Identity politics is often very much like this story: people who associate themselves thoroughly with one particular grouping see everything through this lens and imagine that they are seeing the world more clearly when actually the lens is distorting their perception. Just because a minority is involved doesn’t mean that the issue has arisen because of minority characteristics. There may be people, and even rules and regulations, that don’t care: that think that oppressed groups are so oppressed that hypersensitivity on their behalf will help make up for the oppression that still escapes notice. This is wrong: we teach tiny children that two wrongs do not make a right, so adults shouldn’t struggle with the concept. The elderly lady in my story did nothing wrong, so her police detention and interview can only have fuelled resentment; the trans person suffered the same harm that the complaint was about and no more and so the hypersensitivity brought no benefit.

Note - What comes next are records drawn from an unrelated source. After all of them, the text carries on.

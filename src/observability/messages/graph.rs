// Copyright (c) 2025 Steve Wagner (ciroque@live.com)
// SPDX-License-Identifier: MIT

//! Message types for graph construction and ordering.

use crate::observability::messages::StructuredLog;
use std::fmt::{Display, Formatter};
use tracing::Span;

/// A node was added to a graph.
///
/// # Log Level
/// `trace!` - Construction detail
pub struct NodeAdded<'a> {
    pub node: &'a str,
    pub kind: &'a str,
}

impl Display for NodeAdded<'_> {
    fn fmt(&self, f: &mut Formatter) -> std::fmt::Result {
        write!(f, "Added {} node '{}'", self.kind, self.node)
    }
}

impl StructuredLog for NodeAdded<'_> {
    fn log(&self) {
        tracing::trace!(node = self.node, kind = self.kind, "{}", self);
    }

    fn span(&self, name: &str) -> Span {
        tracing::trace_span!(
            "node_added",
            span_name = name,
            node = self.node,
            kind = self.kind,
        )
    }
}

/// Topological sort failed (cyclic dependency detected).
///
/// # Log Level
/// `error!` - Failure requiring attention
///
/// # Example
/// ```
/// use bubblegraph::observability::messages::graph::TopologicalSortFailed;
///
/// let msg = TopologicalSortFailed {
///     remaining: 2,
///     total: 5,
/// };
///
/// tracing::error!("{}", msg);
/// ```
pub struct TopologicalSortFailed {
    pub remaining: usize,
    pub total: usize,
}

impl Display for TopologicalSortFailed {
    fn fmt(&self, f: &mut Formatter) -> std::fmt::Result {
        write!(
            f,
            "Topological sort failed: {} of {} connections remain in a cycle",
            self.remaining, self.total
        )
    }
}

impl StructuredLog for TopologicalSortFailed {
    fn log(&self) {
        tracing::error!(
            remaining = self.remaining,
            total = self.total,
            "{}", self
        );
    }

    fn span(&self, name: &str) -> Span {
        tracing::error_span!(
            "topological_sort_failed",
            span_name = name,
            remaining = self.remaining,
            total = self.total,
        )
    }
}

I have experienced the horror of being bullied: of most people around me being deliberately malicious. Sometimes misfortune looks like bullying but the perpetrator has engineered enough plausible deniability that no-one else can be sure. Even in the depths of my hatred for my fellow children, even as an immature child myself, I understood the concept of ‘innocent until proven guilty’.  I would let such misfortunes pass without hurting anyone else. If we punish the innocent in the name of a cause, that cause will come to be regarded as an unjust one. There is no such thing as karma, whereby if you suffer you can release suffering back into the world in general and it will home in on the correct target.

I have also experienced the pain of things not going my way in the wider world: feeling that I was supremely well-qualified for jobs I was rejected from, and hearing of less well-qualified people, or people I knew to be worse at the job, somehow flying high. I have seen incompetent managers, bosses and owners and wondered at how I have a mediocre life when apparently even dolts can get great jobs and wealth. When minority campaigners discuss their lived experience of discrimination, what they often describe is the same experience that most non-minority people have: life is unfair.

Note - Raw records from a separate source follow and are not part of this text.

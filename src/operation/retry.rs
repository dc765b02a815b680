// Copyright (c) 2025 Steve Wagner (ciroque@live.com)
// SPDX-License-Identifier: MIT

use std::collections::HashSet;

use crate::errors::{DataObjectError, DispatchError};
use crate::operation::Signature;
use crate::traits::DataObjectRef;

/// Request from an implementation to abandon its attempt and let the resolver
/// try another candidate.
///
/// With an `alternative` the named signature is tried next; without one the
/// resolver continues with the next candidate in resolution order.
#[derive(Debug, Clone, PartialEq)]
pub struct RetryRequest {
    pub alternative: Option<Signature>,
    pub reason: String,
}

impl RetryRequest {
    pub fn next(reason: impl Into<String>) -> Self {
        Self {
            alternative: None,
            reason: reason.into(),
        }
    }

    pub fn with(signature: impl Into<Signature>, reason: impl Into<String>) -> Self {
        Self {
            alternative: Some(signature.into()),
            reason: reason.into(),
        }
    }
}

/// Ways an implementation can decline to return a result.
#[derive(Debug, Clone, PartialEq)]
pub enum OperationError {
    Retry(RetryRequest),
    Failed(DataObjectError),
    /// A nested call made through the dispatch context failed.
    Dispatch(Box<DispatchError>),
}

impl OperationError {
    pub fn retry(reason: impl Into<String>) -> Self {
        OperationError::Retry(RetryRequest::next(reason))
    }

    pub fn retry_with(signature: impl Into<Signature>, reason: impl Into<String>) -> Self {
        OperationError::Retry(RetryRequest::with(signature, reason))
    }
}

impl From<DataObjectError> for OperationError {
    fn from(error: DataObjectError) -> Self {
        OperationError::Failed(error)
    }
}

impl From<RetryRequest> for OperationError {
    fn from(request: RetryRequest) -> Self {
        OperationError::Retry(request)
    }
}

impl From<DispatchError> for OperationError {
    fn from(error: DispatchError) -> Self {
        OperationError::Dispatch(Box::new(error))
    }
}

pub type OperationResult = Result<DataObjectRef, OperationError>;

/// Which operations may hand dispatch to another candidate.
///
/// By default every operation may retry. Names on the deny list never may;
/// when the allow list is non-empty only names on it may.
#[derive(Debug, Clone, Default, PartialEq)]
pub struct RetryPolicy {
    allow: HashSet<String>,
    deny: HashSet<String>,
}

impl RetryPolicy {
    pub fn new<A, D, S>(allow: A, deny: D) -> Self
    where
        A: IntoIterator<Item = S>,
        D: IntoIterator<Item = S>,
        S: Into<String>,
    {
        Self {
            allow: allow.into_iter().map(Into::into).collect(),
            deny: deny.into_iter().map(Into::into).collect(),
        }
    }

    pub fn can_retry(&self, operation: &str) -> bool {
        if self.deny.contains(operation) {
            return false;
        }
        self.allow.is_empty() || self.allow.contains(operation)
    }
}
// Copyright (c) 2025 Steve Wagner (ciroque@live.com)
// SPDX-License-Identifier: MIT

pub mod generic;
pub mod rows;

use crate::errors::ConfigurationError;
use crate::operation::OperationLibrary;

/// Registers every local operation in `library`.
pub fn register_operations(library: &mut OperationLibrary) -> Result<(), ConfigurationError> {
    library.register_all(rows::operations())?;
    library.register_all(generic::operations())?;
    for name in generic::EXPERIMENTAL {
        library.mark_experimental(name);
    }
    Ok(())
}

/// Names of every local operation.
pub fn list_available_operations() -> Vec<&'static str> {
    rows::operations()
        .into_iter()
        .chain(generic::operations())
        .map(|(name, _, _)| name)
        .collect()
}

/// Library holding only the local operations.
pub fn local_library() -> Result<OperationLibrary, ConfigurationError> {
    let mut library = OperationLibrary::new();
    register_operations(&mut library)?;
    Ok(library)
}
// Copyright (c) 2025 Steve Wagner (ciroque@live.com)
// SPDX-License-Identifier: MIT

use std::collections::BTreeMap;

use serde_json::Value;

use crate::errors::DataObjectError;
use crate::traits::DataObjectRef;

/// A named collection of data objects that store source nodes read from.
pub trait Store: Send + Sync {
    fn get_object(
        &self,
        name: &str,
        params: &BTreeMap<String, Value>,
    ) -> Result<DataObjectRef, DataObjectError>;

    fn name(&self) -> &'static str;
}
// Copyright (c) 2025 Steve Wagner (ciroque@live.com)
// SPDX-License-Identifier: MIT

//! Engine runs over the local backend with real stores and operations.

use std::sync::Arc;

use serde_json::{json, Value};

use crate::backends::local::{local_library, MemoryStore, RowListObject};
use crate::engine::ExecutionEngine;
use crate::errors::{DataObjectError, DispatchError, ExecutionError};
use crate::graph::{Graph, Node};
use crate::observability::CollectingObserver;
use crate::operation::{Operand, Parameters, Resolver, Signature};
use crate::traits::{DataObjectRef, FieldList, Row};

fn cities() -> Vec<Row> {
    vec![
        vec![json!(1), json!("Oslo")],
        vec![json!(2), json!("Rome")],
        vec![json!(3), json!("Oslo")],
        vec![json!(4), json!("Lima")],
    ]
}

fn engine_with(resolver: Resolver, rows: Vec<Row>, consumable: bool) -> ExecutionEngine {
    let mut store = MemoryStore::new();
    store
        .insert("cities", FieldList::new(["id", "city"]), rows, consumable)
        .unwrap();
    ExecutionEngine::new(resolver).with_store("default", Arc::new(store))
}

fn engine() -> ExecutionEngine {
    engine_with(Resolver::new(local_library().unwrap()), cities(), true)
}

/// Runs `source -> node` and returns the node's fields and rows.
fn run_single(engine: &ExecutionEngine, node: Node) -> Result<(Vec<String>, Vec<Row>), ExecutionError> {
    let mut graph = Graph::new();
    graph.add(Node::store("default", "cities"), Some("source")).unwrap();
    graph.add(node, Some("target")).unwrap();
    graph.connect("source", "target").unwrap();

    let results = engine.run(&graph)?;
    let target = results.by_name("target").unwrap();
    let rows = target.rows().unwrap().collect();
    Ok((target.fields().names().to_vec(), rows))
}

fn ids(values: &[i64]) -> Vec<Row> {
    values.iter().map(|id| vec![json!(id)]).collect()
}

#[test]
fn test_distinct_shared_by_two_sinks() {
    let mut store = MemoryStore::new();
    store
        .insert(
            "data",
            FieldList::new(["x"]),
            vec![vec![json!(1)], vec![json!(2)], vec![json!(2)], vec![json!(3)]],
            true,
        )
        .unwrap();
    let engine = ExecutionEngine::new(Resolver::new(local_library().unwrap()))
        .with_store("default", Arc::new(store));

    let mut graph = Graph::new();
    let source = graph.add(Node::store("default", "data"), Some("S")).unwrap();
    let distinct = graph.add(Node::operation("distinct"), Some("D")).unwrap();
    let first = graph.add(Node::operation("fetch_all"), None).unwrap();
    let second = graph.add(Node::operation("fetch_all"), None).unwrap();
    graph.connect(source, distinct).unwrap();
    graph.connect(distinct, first).unwrap();
    graph.connect(distinct, second).unwrap();

    let plan = engine.plan(&graph).unwrap();
    assert_eq!(plan.consumption(distinct), 2);

    let results = engine.execute(&graph, &plan).unwrap();

    let expected = ids(&[1, 2, 3]);
    for sink in [first, second] {
        let rows: Vec<Row> = results.get(sink).unwrap().rows().unwrap().collect();
        assert_eq!(rows, expected);
    }
    // The retained distinct result is still readable.
    let retained: Vec<Row> = results.get(distinct).unwrap().rows().unwrap().collect();
    assert_eq!(retained, expected);
}

#[test]
fn test_local_operations_table_driven() {
    struct TestCase {
        name: &'static str,
        node: Node,
        expected_fields: &'static [&'static str],
        expected_rows: Vec<Row>,
    }

    let test_cases = vec![
        TestCase {
            name: "distinct on one key",
            node: Node::operation("distinct").with_kwarg("key", "city"),
            expected_fields: &["city"],
            expected_rows: vec![vec![json!("Oslo")], vec![json!("Rome")], vec![json!("Lima")]],
        },
        TestCase {
            name: "distinct rows keep the first row per key",
            node: Node::operation("distinct_rows").with_kwarg("key", json!(["city"])),
            expected_fields: &["id", "city"],
            expected_rows: vec![cities()[0].clone(), cities()[1].clone(), cities()[3].clone()],
        },
        TestCase {
            name: "filter by value",
            node: Node::operation("filter_by_value")
                .with_kwarg("key", "city")
                .with_kwarg("value", "Oslo"),
            expected_fields: &["id", "city"],
            expected_rows: vec![cities()[0].clone(), cities()[2].clone()],
        },
        TestCase {
            name: "filter by value discarding matches",
            node: Node::operation("filter_by_value")
                .with_arg("city")
                .with_arg("Oslo")
                .with_arg(true),
            expected_fields: &["id", "city"],
            expected_rows: vec![cities()[1].clone(), cities()[3].clone()],
        },
        TestCase {
            name: "filter by set",
            node: Node::operation("filter_by_set")
                .with_kwarg("field", "id")
                .with_kwarg("values", json!([2, 4, 9])),
            expected_fields: &["id", "city"],
            expected_rows: vec![cities()[1].clone(), cities()[3].clone()],
        },
        TestCase {
            name: "sample first rows",
            node: Node::operation("sample").with_arg(2),
            expected_fields: &["id", "city"],
            expected_rows: cities()[..2].to_vec(),
        },
        TestCase {
            name: "sample discarding first rows",
            node: Node::operation("sample").with_arg(3).with_kwarg("discard", true),
            expected_fields: &["id", "city"],
            expected_rows: cities()[3..].to_vec(),
        },
        TestCase {
            name: "sample every second row",
            node: Node::operation("sample").with_arg(2).with_kwarg("mode", "nth"),
            expected_fields: &["id", "city"],
            expected_rows: vec![cities()[0].clone(), cities()[2].clone()],
        },
        TestCase {
            name: "sort descending then ascending",
            node: Node::operation("sort").with_kwarg("orderby", json!([["city", "desc"], "id"])),
            expected_fields: &["id", "city"],
            expected_rows: vec![
                cities()[1].clone(),
                cities()[0].clone(),
                cities()[2].clone(),
                cities()[3].clone(),
            ],
        },
        TestCase {
            name: "keep fields",
            node: Node::operation("keep_fields").with_arg(json!(["id"])),
            expected_fields: &["id"],
            expected_rows: ids(&[1, 2, 3, 4]),
        },
        TestCase {
            name: "drop fields",
            node: Node::operation("drop_fields").with_kwarg("drop", "city"),
            expected_fields: &["id"],
            expected_rows: ids(&[1, 2, 3, 4]),
        },
        TestCase {
            name: "rename fields",
            node: Node::operation("rename_fields").with_kwarg("rename", json!({"city": "town"})),
            expected_fields: &["id", "town"],
            expected_rows: cities(),
        },
        TestCase {
            name: "debug fields passes its operand through",
            node: Node::operation("debug_fields").with_kwarg("label", "cities"),
            expected_fields: &["id", "city"],
            expected_rows: cities(),
        },
        TestCase {
            name: "fetch all",
            node: Node::operation("fetch_all"),
            expected_fields: &["id", "city"],
            expected_rows: cities(),
        },
    ];

    for test_case in test_cases {
        let (fields, rows) = run_single(&engine(), test_case.node)
            .unwrap_or_else(|e| panic!("Test case '{}' failed: {}", test_case.name, e));

        assert_eq!(fields, test_case.expected_fields, "Test case '{}'", test_case.name);
        assert_eq!(rows, test_case.expected_rows, "Test case '{}'", test_case.name);
    }
}

#[test]
fn test_local_operation_failures_table_driven() {
    struct TestCase {
        name: &'static str,
        node: Node,
        expected_source: DataObjectError,
    }

    let test_cases = vec![
        TestCase {
            name: "unknown key field",
            node: Node::operation("distinct").with_kwarg("key", "country"),
            expected_source: DataObjectError::UnknownField {
                field: "country".to_string(),
            },
        },
        TestCase {
            name: "sort needs an order",
            node: Node::operation("sort"),
            expected_source: DataObjectError::MissingParameter {
                name: "orderby".to_string(),
            },
        },
        TestCase {
            name: "random sampling",
            node: Node::operation("sample").with_arg(1).with_kwarg("mode", "random"),
            expected_source: DataObjectError::InvalidParameter {
                name: "mode".to_string(),
                reason: "random sampling is not supported".to_string(),
            },
        },
        TestCase {
            name: "keep and drop together",
            node: Node::operation("field_filter")
                .with_kwarg("keep", "id")
                .with_kwarg("drop", "city"),
            expected_source: DataObjectError::InvalidParameter {
                name: "keep".to_string(),
                reason: "cannot be combined with 'drop'".to_string(),
            },
        },
    ];

    for test_case in test_cases {
        match run_single(&engine(), test_case.node) {
            Err(ExecutionError::Dispatch(DispatchError::OperationFailed { source, .. })) => {
                assert_eq!(source, test_case.expected_source, "Test case '{}'", test_case.name)
            }
            other => panic!("Test case '{}': unexpected {:?}", test_case.name, other.map(|_| ())),
        }
    }
}

#[test]
fn test_consumable_source_read_by_two_operations() {
    let mut graph = Graph::new();
    graph.add(Node::store("default", "cities"), Some("source")).unwrap();
    graph
        .add(Node::operation("filter_by_value").with_kwarg("key", "city").with_kwarg("value", "Oslo"), Some("oslo"))
        .unwrap();
    graph.add(Node::operation("sample").with_arg(1), Some("head")).unwrap();
    graph.connect("source", "oslo").unwrap();
    graph.connect("source", "head").unwrap();

    let results = engine().run(&graph).unwrap();

    let oslo: Vec<Row> = results.by_name("oslo").unwrap().rows().unwrap().collect();
    let head: Vec<Row> = results.by_name("head").unwrap().rows().unwrap().collect();
    assert_eq!(oslo, vec![cities()[0].clone(), cities()[2].clone()]);
    assert_eq!(head, vec![cities()[0].clone()]);
}

#[test]
fn test_consumed_result_cannot_be_read_again() {
    let (_, rows) = run_single(&engine(), Node::operation("sample").with_arg(1)).unwrap();
    assert_eq!(rows.len(), 1);

    let mut graph = Graph::new();
    graph.add(Node::store("default", "cities"), Some("source")).unwrap();
    let results = engine().run(&graph).unwrap();
    let source = results.by_name("source").unwrap();

    assert_eq!(source.rows().unwrap().count(), 4);
    assert_eq!(source.rows().err(), Some(DataObjectError::Consumed));
}

#[test]
fn test_append_list_operand() {
    let resolver = Resolver::new(local_library().unwrap());
    let fields = FieldList::new(["id"]);
    let first: DataObjectRef = Arc::new(RowListObject::new(fields.clone(), ids(&[1, 2])));
    let second: DataObjectRef = Arc::new(RowListObject::new(fields, ids(&[3])));

    let appended = resolver
        .call("append", &[Operand::from(vec![first, second])], &Parameters::new())
        .unwrap();
    assert_eq!(appended.rows().unwrap().collect::<Vec<_>>(), ids(&[1, 2, 3]));

    let mismatched: DataObjectRef = Arc::new(RowListObject::new(FieldList::new(["name"]), vec![]));
    let again: DataObjectRef = Arc::new(RowListObject::new(FieldList::new(["id"]), ids(&[1])));
    let error = resolver
        .call("append", &[Operand::from(vec![again, mismatched])], &Parameters::new())
        .unwrap_err();
    assert!(error.to_string().contains("cannot append [name] to [id]"));
}

#[test]
fn test_delegating_operation_history() {
    let observer = Arc::new(CollectingObserver::new());
    let resolver = Resolver::new(local_library().unwrap()).with_observer(observer.clone());

    let (fields, _) = run_single(
        &engine_with(resolver, cities(), false),
        Node::operation("keep_fields").with_kwarg("keep", json!(["city"])),
    )
    .unwrap();
    assert_eq!(fields, ["city"]);

    assert_eq!(observer.operations(), vec!["field_filter", "keep_fields"]);
    let history = observer.history();
    assert_eq!(history[0].signature, Signature::from(["rows"]));
    assert_eq!(history[1].signature, Signature::any(1));
    assert!(history.iter().all(|record| record.retries == 0 && record.tried.is_empty()));
}

#[test]
fn test_nulls_sort_before_numbers() {
    let rows = vec![
        vec![json!(3), json!("c")],
        vec![Value::Null, json!("n")],
        vec![json!(1), json!("a")],
    ];
    let engine = engine_with(Resolver::new(local_library().unwrap()), rows, false);

    let (_, sorted) = run_single(&engine, Node::operation("sort").with_arg("id")).unwrap();

    let ids: Vec<&Value> = sorted.iter().map(|row| &row[0]).collect();
    assert_eq!(ids, vec![&Value::Null, &json!(1), &json!(3)]);
}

Random chance, people’s inability to assess ability, their tendency to conflate ability and likeability, lying and hopeful people swamping everything good all contribute to the unfairness in life and none is minority discrimination. It’s more satisfying to have a definite injustice to point to, but that doesn’t make it true. Sometimes the lived experience of discrimination is all in someone’s head, as in my anecdote, and should not be indulged. If you indulge childish delusions too much you create a monster that no-one likes, even if you do it in the name of preserving happy, optimistic innocence and avoiding the conflict that comes from teaching disappointing truths.

One anecdote does not make data; the criticism is obvious. But I am using the anecdote to illustrate my points, not as sole justification for them. It is a story that helps narrative-minded people grasp general principles through their application. What data are there that injustices suffered by particular identities exist, are caused because of that identity and are important enough to merit the national attention they receive?

For example, we all know that women tend to be paid less than men. Does this mean that all women should receive a blanket pay rise or that all men should be charged an extra tax? Only to hard-core identity campaigners who have forgotten that the world is not just two sexes in conflict. Women do more part-time work; women in some industries tend not to be in the better-paid roles; and women in their early lives earn the same as men. The pay gap arises, it seems, at the age people tend to have children. Perhaps taking time out from a career means that you have less experience in that career and therefore a reduced chance at bagging jobs.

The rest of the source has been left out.